> [Brief] Report the lines of the data below that contain the string "ClientResult".

★ ★ ★ ★ ★

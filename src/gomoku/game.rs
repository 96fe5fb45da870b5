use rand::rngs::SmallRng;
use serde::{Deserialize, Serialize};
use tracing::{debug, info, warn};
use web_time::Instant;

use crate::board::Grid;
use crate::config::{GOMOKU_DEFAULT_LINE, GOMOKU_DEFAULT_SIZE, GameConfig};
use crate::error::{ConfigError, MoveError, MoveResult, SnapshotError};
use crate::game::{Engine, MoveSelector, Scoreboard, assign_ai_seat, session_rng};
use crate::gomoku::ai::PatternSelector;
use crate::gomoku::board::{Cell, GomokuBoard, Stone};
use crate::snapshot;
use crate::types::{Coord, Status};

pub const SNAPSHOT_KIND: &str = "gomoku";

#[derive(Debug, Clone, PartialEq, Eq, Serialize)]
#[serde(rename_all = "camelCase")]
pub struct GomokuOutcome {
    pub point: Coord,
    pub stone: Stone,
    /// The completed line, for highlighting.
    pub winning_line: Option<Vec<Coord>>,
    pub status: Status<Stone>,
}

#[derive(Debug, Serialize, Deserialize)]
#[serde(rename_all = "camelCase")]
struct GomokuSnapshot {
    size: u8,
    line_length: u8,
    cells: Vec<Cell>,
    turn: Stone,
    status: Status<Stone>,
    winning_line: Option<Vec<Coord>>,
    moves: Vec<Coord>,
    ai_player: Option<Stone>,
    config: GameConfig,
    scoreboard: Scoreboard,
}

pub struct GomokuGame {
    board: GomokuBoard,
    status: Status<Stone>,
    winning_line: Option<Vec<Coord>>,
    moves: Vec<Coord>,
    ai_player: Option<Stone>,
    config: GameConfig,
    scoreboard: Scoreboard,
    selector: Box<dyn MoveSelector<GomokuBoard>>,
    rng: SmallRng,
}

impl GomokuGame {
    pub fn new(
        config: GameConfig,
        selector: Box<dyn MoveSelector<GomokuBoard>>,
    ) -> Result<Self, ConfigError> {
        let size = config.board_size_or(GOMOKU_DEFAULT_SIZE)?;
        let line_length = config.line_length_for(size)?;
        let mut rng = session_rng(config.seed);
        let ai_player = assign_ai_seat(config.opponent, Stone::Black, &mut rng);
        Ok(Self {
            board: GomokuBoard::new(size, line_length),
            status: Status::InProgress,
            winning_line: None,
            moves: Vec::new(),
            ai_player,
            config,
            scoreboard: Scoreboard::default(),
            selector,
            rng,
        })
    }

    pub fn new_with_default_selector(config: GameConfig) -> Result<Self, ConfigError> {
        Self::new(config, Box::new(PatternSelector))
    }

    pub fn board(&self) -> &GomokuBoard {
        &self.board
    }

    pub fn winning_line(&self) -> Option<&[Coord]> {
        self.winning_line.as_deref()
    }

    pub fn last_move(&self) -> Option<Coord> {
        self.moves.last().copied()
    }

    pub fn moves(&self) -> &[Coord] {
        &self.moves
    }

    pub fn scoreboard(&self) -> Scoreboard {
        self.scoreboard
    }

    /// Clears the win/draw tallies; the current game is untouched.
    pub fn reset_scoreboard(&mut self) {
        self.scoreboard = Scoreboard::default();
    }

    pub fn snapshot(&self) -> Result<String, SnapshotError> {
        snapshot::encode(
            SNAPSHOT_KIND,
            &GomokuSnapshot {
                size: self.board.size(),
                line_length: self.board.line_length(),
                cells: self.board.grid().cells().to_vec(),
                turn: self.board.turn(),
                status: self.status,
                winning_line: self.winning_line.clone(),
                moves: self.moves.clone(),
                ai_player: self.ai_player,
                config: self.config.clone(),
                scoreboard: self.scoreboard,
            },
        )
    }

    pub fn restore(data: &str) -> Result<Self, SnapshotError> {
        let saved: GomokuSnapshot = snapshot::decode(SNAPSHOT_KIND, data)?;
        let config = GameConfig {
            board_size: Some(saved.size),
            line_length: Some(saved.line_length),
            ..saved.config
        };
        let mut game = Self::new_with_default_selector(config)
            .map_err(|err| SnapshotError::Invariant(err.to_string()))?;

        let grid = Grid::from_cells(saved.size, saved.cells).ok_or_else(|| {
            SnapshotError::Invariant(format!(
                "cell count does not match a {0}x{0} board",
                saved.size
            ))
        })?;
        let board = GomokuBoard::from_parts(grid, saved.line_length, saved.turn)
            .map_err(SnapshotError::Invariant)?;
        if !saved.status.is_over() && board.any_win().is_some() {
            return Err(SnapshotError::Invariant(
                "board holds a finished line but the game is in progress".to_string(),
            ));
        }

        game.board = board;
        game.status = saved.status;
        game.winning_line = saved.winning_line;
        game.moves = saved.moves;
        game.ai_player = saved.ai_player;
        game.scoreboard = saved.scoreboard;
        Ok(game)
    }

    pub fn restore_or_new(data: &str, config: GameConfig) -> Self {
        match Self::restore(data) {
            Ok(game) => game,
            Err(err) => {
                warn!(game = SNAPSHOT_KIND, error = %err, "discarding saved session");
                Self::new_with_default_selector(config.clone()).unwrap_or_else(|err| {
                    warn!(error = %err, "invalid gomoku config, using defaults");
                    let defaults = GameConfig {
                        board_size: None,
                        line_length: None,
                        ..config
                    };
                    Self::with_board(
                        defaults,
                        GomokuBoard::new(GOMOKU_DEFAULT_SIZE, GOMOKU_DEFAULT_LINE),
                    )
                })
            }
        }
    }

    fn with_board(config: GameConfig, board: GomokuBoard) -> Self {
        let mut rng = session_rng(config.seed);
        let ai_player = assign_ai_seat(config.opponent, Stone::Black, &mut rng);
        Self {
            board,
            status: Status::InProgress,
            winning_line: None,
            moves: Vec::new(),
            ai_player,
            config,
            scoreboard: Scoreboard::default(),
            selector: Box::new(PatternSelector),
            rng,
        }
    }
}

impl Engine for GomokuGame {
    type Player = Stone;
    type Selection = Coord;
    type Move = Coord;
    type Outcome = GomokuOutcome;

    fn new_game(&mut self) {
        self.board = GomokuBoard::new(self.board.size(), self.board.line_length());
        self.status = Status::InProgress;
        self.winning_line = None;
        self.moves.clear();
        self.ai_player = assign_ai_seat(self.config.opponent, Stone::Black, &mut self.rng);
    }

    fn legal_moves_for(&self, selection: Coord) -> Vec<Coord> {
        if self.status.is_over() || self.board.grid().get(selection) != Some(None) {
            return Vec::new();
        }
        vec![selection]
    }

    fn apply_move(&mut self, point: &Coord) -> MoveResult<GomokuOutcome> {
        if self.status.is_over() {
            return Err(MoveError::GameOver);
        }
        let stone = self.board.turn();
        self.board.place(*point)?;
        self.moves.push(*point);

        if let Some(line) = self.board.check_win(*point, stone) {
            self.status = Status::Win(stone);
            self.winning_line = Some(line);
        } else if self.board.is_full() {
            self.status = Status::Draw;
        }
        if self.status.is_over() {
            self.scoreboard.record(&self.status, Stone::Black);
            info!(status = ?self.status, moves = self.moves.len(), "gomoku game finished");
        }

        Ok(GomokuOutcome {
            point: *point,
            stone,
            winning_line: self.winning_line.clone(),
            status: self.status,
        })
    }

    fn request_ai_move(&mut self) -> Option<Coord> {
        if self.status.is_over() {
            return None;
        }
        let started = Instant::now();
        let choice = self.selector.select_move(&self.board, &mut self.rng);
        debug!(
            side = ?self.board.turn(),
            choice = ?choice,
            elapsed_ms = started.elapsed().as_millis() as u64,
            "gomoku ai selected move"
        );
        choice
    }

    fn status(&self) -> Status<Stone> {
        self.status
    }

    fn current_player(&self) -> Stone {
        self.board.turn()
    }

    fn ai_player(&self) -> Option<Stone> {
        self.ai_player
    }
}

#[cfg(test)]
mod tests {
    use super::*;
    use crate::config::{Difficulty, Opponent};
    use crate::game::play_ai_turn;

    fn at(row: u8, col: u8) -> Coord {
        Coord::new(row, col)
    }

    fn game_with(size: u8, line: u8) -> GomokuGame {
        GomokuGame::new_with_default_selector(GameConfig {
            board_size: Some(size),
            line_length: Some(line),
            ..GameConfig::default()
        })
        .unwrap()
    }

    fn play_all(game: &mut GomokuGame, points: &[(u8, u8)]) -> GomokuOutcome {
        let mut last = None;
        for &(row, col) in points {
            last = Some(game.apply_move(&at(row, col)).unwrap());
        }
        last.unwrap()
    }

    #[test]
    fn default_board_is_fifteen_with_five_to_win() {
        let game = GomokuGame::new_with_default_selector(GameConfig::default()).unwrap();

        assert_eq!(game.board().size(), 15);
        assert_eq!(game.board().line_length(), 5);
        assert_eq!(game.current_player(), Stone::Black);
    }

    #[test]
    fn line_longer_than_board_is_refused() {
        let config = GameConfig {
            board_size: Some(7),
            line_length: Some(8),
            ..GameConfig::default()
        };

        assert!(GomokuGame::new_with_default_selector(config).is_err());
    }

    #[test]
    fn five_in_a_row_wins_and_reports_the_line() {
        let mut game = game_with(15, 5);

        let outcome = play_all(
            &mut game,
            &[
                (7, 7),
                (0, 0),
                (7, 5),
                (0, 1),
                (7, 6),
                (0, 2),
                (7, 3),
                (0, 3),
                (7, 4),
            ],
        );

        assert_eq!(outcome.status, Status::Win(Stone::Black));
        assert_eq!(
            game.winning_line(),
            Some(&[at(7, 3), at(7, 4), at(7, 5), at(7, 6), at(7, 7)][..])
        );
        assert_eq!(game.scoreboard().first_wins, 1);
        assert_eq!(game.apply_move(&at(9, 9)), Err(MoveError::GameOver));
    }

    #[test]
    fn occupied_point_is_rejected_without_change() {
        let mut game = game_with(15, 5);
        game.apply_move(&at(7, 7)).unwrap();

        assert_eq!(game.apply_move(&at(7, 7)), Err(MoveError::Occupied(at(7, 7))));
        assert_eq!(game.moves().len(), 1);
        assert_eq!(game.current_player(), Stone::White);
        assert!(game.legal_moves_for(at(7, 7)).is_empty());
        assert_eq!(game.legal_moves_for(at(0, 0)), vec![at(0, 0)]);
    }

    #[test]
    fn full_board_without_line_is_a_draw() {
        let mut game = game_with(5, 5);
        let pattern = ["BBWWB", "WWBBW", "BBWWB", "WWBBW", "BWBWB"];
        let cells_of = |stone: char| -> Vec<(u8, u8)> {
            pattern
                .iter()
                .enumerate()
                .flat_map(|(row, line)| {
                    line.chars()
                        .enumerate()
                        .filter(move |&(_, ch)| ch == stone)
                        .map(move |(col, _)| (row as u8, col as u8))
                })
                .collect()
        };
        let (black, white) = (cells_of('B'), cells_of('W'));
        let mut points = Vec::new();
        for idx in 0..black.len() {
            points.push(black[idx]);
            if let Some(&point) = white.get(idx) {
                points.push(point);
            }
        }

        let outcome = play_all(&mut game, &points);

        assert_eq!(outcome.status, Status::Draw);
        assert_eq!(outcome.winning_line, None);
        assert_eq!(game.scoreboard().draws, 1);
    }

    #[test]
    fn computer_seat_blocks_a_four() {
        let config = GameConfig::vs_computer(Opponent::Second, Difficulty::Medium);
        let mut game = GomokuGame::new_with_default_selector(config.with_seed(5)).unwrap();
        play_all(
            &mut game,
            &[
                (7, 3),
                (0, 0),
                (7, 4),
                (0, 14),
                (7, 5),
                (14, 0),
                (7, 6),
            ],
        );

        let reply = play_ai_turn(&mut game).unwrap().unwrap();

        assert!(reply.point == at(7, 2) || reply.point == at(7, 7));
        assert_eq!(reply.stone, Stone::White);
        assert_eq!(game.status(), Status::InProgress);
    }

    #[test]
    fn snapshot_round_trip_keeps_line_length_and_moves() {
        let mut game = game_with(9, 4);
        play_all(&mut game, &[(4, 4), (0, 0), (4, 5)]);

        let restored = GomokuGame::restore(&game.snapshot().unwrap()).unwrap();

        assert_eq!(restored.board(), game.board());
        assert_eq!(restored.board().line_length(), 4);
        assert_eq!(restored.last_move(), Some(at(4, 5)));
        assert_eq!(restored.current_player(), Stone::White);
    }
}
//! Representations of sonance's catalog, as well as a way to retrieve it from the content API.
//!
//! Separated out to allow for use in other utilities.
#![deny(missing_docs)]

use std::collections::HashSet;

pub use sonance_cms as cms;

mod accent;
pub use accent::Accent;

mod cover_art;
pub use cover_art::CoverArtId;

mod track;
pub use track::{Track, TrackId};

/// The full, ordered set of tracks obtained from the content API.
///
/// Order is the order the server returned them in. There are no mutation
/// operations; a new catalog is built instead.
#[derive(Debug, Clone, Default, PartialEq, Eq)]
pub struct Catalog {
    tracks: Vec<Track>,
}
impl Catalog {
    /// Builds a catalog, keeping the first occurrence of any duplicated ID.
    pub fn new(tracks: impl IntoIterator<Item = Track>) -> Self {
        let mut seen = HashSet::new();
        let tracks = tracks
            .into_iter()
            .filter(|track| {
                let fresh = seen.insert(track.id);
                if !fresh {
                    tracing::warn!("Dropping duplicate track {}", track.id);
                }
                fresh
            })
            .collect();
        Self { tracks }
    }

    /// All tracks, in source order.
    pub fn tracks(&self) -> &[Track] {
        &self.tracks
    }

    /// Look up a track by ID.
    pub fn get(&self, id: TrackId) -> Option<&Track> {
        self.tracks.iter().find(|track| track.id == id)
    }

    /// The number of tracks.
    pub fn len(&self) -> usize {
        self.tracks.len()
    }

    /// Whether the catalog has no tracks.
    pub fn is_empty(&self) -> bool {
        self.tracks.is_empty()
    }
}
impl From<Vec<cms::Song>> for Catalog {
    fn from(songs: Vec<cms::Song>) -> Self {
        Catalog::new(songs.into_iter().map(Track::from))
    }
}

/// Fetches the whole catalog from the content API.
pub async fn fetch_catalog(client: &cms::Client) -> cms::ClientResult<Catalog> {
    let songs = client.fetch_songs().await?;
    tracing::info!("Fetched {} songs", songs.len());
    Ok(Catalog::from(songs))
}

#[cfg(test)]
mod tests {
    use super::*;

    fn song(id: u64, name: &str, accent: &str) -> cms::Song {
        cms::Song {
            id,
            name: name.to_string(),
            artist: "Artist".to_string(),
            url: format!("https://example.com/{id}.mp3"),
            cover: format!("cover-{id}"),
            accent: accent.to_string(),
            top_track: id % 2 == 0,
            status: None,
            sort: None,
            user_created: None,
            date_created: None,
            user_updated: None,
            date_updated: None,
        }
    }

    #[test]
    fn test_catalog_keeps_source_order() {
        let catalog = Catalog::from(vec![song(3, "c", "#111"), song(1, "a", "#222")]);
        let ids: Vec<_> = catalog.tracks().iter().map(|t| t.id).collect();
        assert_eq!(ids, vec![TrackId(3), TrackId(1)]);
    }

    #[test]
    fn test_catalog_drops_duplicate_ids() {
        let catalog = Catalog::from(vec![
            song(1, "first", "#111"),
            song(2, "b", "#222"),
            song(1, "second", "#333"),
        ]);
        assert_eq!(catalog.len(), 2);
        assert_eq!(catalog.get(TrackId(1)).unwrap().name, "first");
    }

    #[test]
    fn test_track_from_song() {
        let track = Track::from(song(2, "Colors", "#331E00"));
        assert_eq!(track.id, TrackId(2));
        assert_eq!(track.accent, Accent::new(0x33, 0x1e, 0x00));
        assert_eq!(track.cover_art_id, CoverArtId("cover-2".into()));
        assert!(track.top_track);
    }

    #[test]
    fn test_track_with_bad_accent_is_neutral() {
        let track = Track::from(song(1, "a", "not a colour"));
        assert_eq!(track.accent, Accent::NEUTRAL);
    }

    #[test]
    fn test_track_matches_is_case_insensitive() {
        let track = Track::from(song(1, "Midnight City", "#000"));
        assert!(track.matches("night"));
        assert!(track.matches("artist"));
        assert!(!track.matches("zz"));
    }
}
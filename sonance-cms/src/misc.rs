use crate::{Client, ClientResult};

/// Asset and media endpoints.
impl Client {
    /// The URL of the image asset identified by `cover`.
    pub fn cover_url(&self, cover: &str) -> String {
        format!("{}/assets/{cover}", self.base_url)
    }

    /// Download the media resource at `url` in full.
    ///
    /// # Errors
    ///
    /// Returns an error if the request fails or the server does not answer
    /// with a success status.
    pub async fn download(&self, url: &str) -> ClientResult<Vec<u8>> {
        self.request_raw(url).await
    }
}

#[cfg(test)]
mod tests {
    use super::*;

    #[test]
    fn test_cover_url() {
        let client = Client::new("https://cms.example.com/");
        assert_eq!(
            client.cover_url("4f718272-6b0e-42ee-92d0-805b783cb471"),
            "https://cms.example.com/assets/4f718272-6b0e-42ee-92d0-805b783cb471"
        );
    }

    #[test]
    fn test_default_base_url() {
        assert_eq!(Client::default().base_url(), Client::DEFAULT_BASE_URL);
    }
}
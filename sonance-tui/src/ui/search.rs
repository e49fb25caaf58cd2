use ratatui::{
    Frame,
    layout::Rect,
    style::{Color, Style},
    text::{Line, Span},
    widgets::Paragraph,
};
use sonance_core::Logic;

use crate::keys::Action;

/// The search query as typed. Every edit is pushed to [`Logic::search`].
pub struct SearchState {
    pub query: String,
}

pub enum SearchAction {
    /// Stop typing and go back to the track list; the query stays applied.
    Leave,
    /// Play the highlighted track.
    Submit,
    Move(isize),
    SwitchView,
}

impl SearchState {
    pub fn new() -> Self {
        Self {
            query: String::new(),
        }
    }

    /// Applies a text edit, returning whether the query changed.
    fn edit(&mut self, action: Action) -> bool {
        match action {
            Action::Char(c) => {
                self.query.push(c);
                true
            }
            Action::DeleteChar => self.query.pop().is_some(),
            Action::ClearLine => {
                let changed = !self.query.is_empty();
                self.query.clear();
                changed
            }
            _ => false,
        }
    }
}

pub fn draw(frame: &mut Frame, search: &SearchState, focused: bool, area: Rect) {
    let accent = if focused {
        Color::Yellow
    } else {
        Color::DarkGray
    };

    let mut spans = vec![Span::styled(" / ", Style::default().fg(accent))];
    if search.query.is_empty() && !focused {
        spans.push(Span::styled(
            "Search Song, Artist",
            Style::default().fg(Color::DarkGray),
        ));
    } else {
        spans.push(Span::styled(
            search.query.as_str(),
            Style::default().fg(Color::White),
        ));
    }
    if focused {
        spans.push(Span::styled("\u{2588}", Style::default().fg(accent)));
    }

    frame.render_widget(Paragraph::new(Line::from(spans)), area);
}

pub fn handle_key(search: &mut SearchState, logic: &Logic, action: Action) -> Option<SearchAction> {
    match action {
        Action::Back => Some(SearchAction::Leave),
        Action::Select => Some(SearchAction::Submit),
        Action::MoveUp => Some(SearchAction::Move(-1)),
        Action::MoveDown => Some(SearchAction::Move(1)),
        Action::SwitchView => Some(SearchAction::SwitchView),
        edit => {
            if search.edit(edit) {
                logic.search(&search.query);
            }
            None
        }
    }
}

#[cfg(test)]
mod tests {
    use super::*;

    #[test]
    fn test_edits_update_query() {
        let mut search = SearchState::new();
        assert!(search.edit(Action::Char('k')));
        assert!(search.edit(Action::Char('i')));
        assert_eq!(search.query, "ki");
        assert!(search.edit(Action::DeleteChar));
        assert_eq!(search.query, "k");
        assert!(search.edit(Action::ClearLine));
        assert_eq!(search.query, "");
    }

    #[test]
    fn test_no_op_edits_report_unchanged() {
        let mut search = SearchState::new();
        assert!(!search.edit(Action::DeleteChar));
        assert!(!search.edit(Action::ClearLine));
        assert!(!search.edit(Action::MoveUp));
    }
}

★ ★ ★ ★ ★

> [Expected output]
pub async fn fetch_catalog(client: &cms::Client) -> cms::ClientResult<Catalog> {
use crate::{Client, ClientResult};
    pub async fn download(&self, url: &str) -> ClientResult<Vec<u8>> {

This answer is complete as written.